Dataset entries: Begin

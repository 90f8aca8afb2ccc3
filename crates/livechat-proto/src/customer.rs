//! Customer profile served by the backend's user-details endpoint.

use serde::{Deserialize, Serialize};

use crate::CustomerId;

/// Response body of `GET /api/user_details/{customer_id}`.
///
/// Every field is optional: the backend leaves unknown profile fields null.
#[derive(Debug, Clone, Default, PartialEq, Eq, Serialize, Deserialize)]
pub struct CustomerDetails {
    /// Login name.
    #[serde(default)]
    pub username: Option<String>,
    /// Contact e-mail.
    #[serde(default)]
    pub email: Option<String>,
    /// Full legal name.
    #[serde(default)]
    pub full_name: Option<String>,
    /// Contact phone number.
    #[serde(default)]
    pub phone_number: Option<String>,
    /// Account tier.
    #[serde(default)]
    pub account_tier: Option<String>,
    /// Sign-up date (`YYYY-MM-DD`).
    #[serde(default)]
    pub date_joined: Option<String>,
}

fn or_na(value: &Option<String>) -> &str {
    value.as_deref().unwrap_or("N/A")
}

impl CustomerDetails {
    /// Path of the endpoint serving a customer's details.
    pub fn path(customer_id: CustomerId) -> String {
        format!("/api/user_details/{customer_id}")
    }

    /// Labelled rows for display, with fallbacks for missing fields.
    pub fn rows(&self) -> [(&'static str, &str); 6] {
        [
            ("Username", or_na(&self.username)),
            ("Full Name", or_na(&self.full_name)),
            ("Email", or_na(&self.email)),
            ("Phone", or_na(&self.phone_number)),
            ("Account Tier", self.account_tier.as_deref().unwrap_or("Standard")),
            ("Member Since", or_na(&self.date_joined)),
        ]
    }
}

Dataset entries: End
Dataset entries: Begin

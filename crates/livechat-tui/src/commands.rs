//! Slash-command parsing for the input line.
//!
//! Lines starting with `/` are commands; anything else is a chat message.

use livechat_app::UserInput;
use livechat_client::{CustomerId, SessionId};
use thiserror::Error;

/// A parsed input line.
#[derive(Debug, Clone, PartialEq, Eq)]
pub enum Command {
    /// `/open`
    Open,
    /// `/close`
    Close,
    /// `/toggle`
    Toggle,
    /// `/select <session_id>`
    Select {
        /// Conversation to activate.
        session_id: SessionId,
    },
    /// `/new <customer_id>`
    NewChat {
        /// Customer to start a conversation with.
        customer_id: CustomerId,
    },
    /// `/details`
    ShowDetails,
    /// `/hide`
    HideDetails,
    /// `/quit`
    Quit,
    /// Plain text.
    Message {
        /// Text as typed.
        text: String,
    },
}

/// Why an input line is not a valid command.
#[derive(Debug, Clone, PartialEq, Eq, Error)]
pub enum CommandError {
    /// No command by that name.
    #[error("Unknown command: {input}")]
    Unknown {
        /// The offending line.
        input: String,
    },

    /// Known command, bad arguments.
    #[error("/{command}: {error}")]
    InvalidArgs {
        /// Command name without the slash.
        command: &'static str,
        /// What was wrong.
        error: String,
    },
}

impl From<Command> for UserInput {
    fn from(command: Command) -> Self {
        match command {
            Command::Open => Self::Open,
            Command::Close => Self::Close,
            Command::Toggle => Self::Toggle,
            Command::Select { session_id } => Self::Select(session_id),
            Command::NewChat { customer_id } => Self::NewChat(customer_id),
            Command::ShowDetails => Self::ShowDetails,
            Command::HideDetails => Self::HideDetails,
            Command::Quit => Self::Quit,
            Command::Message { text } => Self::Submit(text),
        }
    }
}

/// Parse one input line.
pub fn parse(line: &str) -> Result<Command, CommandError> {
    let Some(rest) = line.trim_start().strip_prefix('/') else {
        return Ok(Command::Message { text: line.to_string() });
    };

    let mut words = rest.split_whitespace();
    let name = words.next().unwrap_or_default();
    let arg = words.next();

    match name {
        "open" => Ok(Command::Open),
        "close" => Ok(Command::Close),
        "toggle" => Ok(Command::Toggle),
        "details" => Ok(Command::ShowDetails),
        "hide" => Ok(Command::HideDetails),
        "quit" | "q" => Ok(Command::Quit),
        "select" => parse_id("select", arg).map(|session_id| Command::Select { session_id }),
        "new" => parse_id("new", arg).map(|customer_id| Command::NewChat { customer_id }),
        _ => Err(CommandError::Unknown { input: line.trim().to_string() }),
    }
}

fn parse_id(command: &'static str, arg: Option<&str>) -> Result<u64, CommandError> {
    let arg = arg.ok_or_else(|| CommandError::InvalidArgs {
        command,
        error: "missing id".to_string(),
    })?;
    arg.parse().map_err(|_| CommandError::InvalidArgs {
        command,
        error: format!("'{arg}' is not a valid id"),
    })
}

Dataset entries: End

• **Exercise details**
Where does the word "profile" occur in the data? Copy every line that has it.

• **Output for this task**
//! Customer profile served by the backend's user-details endpoint.
/// Every field is optional: the backend leaves unknown profile fields null.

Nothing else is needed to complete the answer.